In der Serie "Letzter Ausweg Wilder Westen" schickt RTL verhaltensauffällige Jugendliche in die USA. Der Aufenthalt in der Wildnis soll Schläger, Komasäufer und Gangmitglieder auf ein neues und besseres Leben vorbereiten.

Von Klaus Deuse |
    Was Hessens Ministerpräsident Roland Koch schon immer vorhatte, nämlich auffällige Jugendliche in ein Erziehungscamp zu verfrachten, das führt ihm jetzt in bewegten Bildern RTL vor. "Teenager außer Kontrolle" nennt sich das Format, das der Sender als Dokumentation verkauft – um mit sechs schier unbezähmbaren Jugendlichen Quote zu machen. Eine Therapie, die sich im richtigen Leben jedoch nur die wenigsten von betroffen zuschauenden Familien leisten können. Führt er doch in die USA. Schon der Untertitel spricht Bände: "Letzter Ausweg Wilder Westen". Und dorthin nimmt der Sender – wie der Vorspann belegt - offenbar nur ganz ausgeflippte Früchtchen mit.

    "Jennifer, die schon als Kind von zu Hause ausgerissen ist und mit ihrer Gang die Straßen unsicher macht; Kevin, der selbsternannte Komasäufer, der ständig seine Eltern verprügelt, und Linda, die Schlägerbraut, die schon einmal einen Mitschüler mit Benzin übergossen hat."

    Bei welcher Art von Casting mag RTL nur auf diese Exemplare gestoßen sein. Aber: Zu dieser ohnehin explosiv präsentierten Truppe garniere man vor der Kamera noch ein paar leidvoll geprüfte Eltern....

    "Ich wünschte, es wäre nicht so, aber ich muss die Türen hier abschließen, weil ich Angst hab, dass sie für Drogen irgendwas versetzen könnte..."

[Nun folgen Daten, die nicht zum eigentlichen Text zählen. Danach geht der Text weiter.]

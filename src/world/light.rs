//! Sector lighting as seen by the sprite renderer.
//!
//! Colours come in two scales:
//! * *light colours* are plain 0‥255 RGB as authored on the sector;
//! * *draw colours* are what the shader multiplies texels with, where
//!   [`LIGHT_INTENSITY_MAX`] (128) means "texel unchanged".

use crate::world::geometry::{Level, Sector, SectorId};

/// Draw-colour value that leaves a texel at full brightness.
pub const LIGHT_INTENSITY_MAX: u8 = 128;

#[derive(Clone, Copy, Debug, Default, PartialEq, Eq, Hash)]
pub struct Rgb {
    pub r: u8,
    pub g: u8,
    pub b: u8,
}

impl Rgb {
    pub const WHITE: Rgb = Rgb::splat(255);
    pub const FULLBRIGHT: Rgb = Rgb::splat(LIGHT_INTENSITY_MAX);

    #[inline]
    pub const fn new(r: u8, g: u8, b: u8) -> Self {
        Self { r, g, b }
    }

    #[inline]
    pub const fn splat(v: u8) -> Self {
        Self { r: v, g: v, b: v }
    }

    /// Per-channel `c * num / den`, computed in u32.
    #[inline]
    pub fn scale(self, num: u32, den: u32) -> Rgb {
        let f = |c: u8| ((c as u32 * num) / den).min(255) as u8;
        Rgb::new(f(self.r), f(self.g), f(self.b))
    }

    #[inline]
    fn lerp(self, other: Rgb, t: f32) -> Rgb {
        let f = |a: u8, b: u8| (a as f32 + (b as f32 - a as f32) * t).round().clamp(0.0, 255.0) as u8;
        Rgb::new(f(self.r, other.r), f(self.g, other.g), f(self.b, other.b))
    }
}

impl Sector {
    /// Authored light colour at height `z`.
    ///
    /// The floor colour applies at or below the floor, the ceiling colour at
    /// or above the ceiling, with a linear blend in between.
    pub fn light_color(&self, z: f32) -> Rgb {
        if self.floor_color == self.ceil_color {
            return self.floor_color;
        }
        let span = self.ceil_draw_h - self.floor_draw_h;
        if span <= 0.0 {
            return self.floor_color;
        }
        let t = ((z - self.floor_draw_h) / span).clamp(0.0, 1.0);
        self.floor_color.lerp(self.ceil_color, t)
    }

    /// Shading colour for something at height `z` in this sector.
    pub fn draw_color(&self, z: f32) -> Rgb {
        let lit = self.light_color(z).scale(self.light_level as u32, 255);
        lit.scale(LIGHT_INTENSITY_MAX as u32, 255)
    }
}

impl Level {
    #[inline]
    pub fn sector_draw_color(&self, sector: SectorId, z: f32) -> Rgb {
        self.sectors[sector as usize].draw_color(z)
    }
}

/*──────────────────────────────── Tests ───────────────────────────────*/
#[cfg(test)]
mod tests {
    use super::*;

    #[test]
    fn full_light_white_sector_is_max_intensity() {
        let sec = Sector::new(0.0, 128.0, 255);
        assert_eq!(sec.draw_color(32.0), Rgb::FULLBRIGHT);
    }

    #[test]
    fn light_level_darkens() {
        let sec = Sector::new(0.0, 128.0, 128);
        let c = sec.draw_color(0.0);
        assert_eq!(c, Rgb::splat(64));
    }

    #[test]
    fn dual_colour_blends_with_height() {
        let sec = Sector::new(0.0, 100.0, 255)
            .with_colors(Rgb::new(255, 0, 0), Rgb::new(0, 0, 255));
        assert_eq!(sec.light_color(-10.0), Rgb::new(255, 0, 0));
        assert_eq!(sec.light_color(500.0), Rgb::new(0, 0, 255));
        let mid = sec.light_color(50.0);
        assert_eq!(mid.g, 0);
        assert!(mid.r > 120 && mid.r < 135);
        assert!(mid.b > 120 && mid.b < 135);
    }
}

    Und schon ist sie fertig: die quotenträchtige Mixtur aus Betroffenheit und Tränen unter dem Deckmäntelchen der Lebensberatung. Diebstahl mit Waffengewalt, Drogenhandel und Widerstand gegen die Staatsgewalt – die Teilnehmer haben in ihren jungen Jahren schon allerhand auf dem Kerbholz. Aber RTL verspricht Heilung:

    "Hier in der rauen Wildnis des mittleren Westens Amerikas sollen sich die Jugendlichen ohne die Verlockungen der Zivilisation auf das Wesentliche konzentrieren – hier sollen sie den Grundstein für ein neues Leben ohne Gewalt und Drogen legen."

    Doch das wäre für eine televisionär inszenierte Besserung einfach zu langweilig. Und darum gibt es nachgestellte Einspielfilme, in denen sich die Jugendlichen mal so richtig von ihrer ganz bösen Seite zeigen dürfen – wie die 14-jährige Jennifer im Streit mit ihrer verzweifelten Mutter.

    "Halt einfach die Fresse. Nää. Jennifer! Halt die Fresse! Mach die Tür auf. Verpiss Dich. Halt die Fresse, man!"

    Nachwuchs, der die Eltern vermöbelt, verspricht Quote. Und wenn die Jugendlichen vor der Kamera nicht ständig über die Stränge schlagen, muss halt der Sprecher aus dem Off für Dramatik sorgen. Wie bei der Ankunft auf dem Flughafen in den USA.

    ""Die Betreuer haben sich Verstärkung mitgebracht. Für den Fall, dass die Situation im Ankunftsbereich außer Kontrolle gerät."

    Was selbstverständlich passiert. Sonst würden der Komasäufer und die Schlägerbraut ihrem Ruf ja nicht gerecht – obwohl sie nur eine Zigarette rauchen wollen. Was dummerweise in den USA in öffentlichen Gebäuden verboten ist und nichts mit der Therapie zu tun hat. Und: die Früchtchen aus der deutschen Provinz schlichtweg nicht wissen.

    Aber: Action muss sein. Und deshalb bleiben die Jugendlichen auch nie allein. Immer ist die Kamera mit dabei – und das Mikrophon greift geradezu gierig auf, wenn jemand aus der Chaos-Truppe wie Linda in bester Vulgärmanier protestiert:

    "Man, ich hab doch nicht gewusst, dass das so ne abgefuckte Scheiße ist mit so Asi-Leuten, wär ich doch gar nicht mitgefahren."

    Und wenn der Eindruck suggeriert wird, dass diese Terror-Teenies in den abgelegensten Winkeln des Wilden Westen durch Sprechverbote und Isolierung zu sich selbst finden können, dann kugeln sich hierzulande nicht nur kompetente Therapeuten vor Lachen auf dem Teppich. Denn vor der Kamera müssen die Jugendlichen trotz des verhängten Schweigegebotes prompt ihren Senf zu allen möglichen Lebensbefindlichkeiten abgeben. Egal, Hauptsache sie bringen Quote. Was aus ihnen wird, danach fragt nach der auf sieben Folgen gestreckten sogenannten Dokumentation sowieso kein Aas.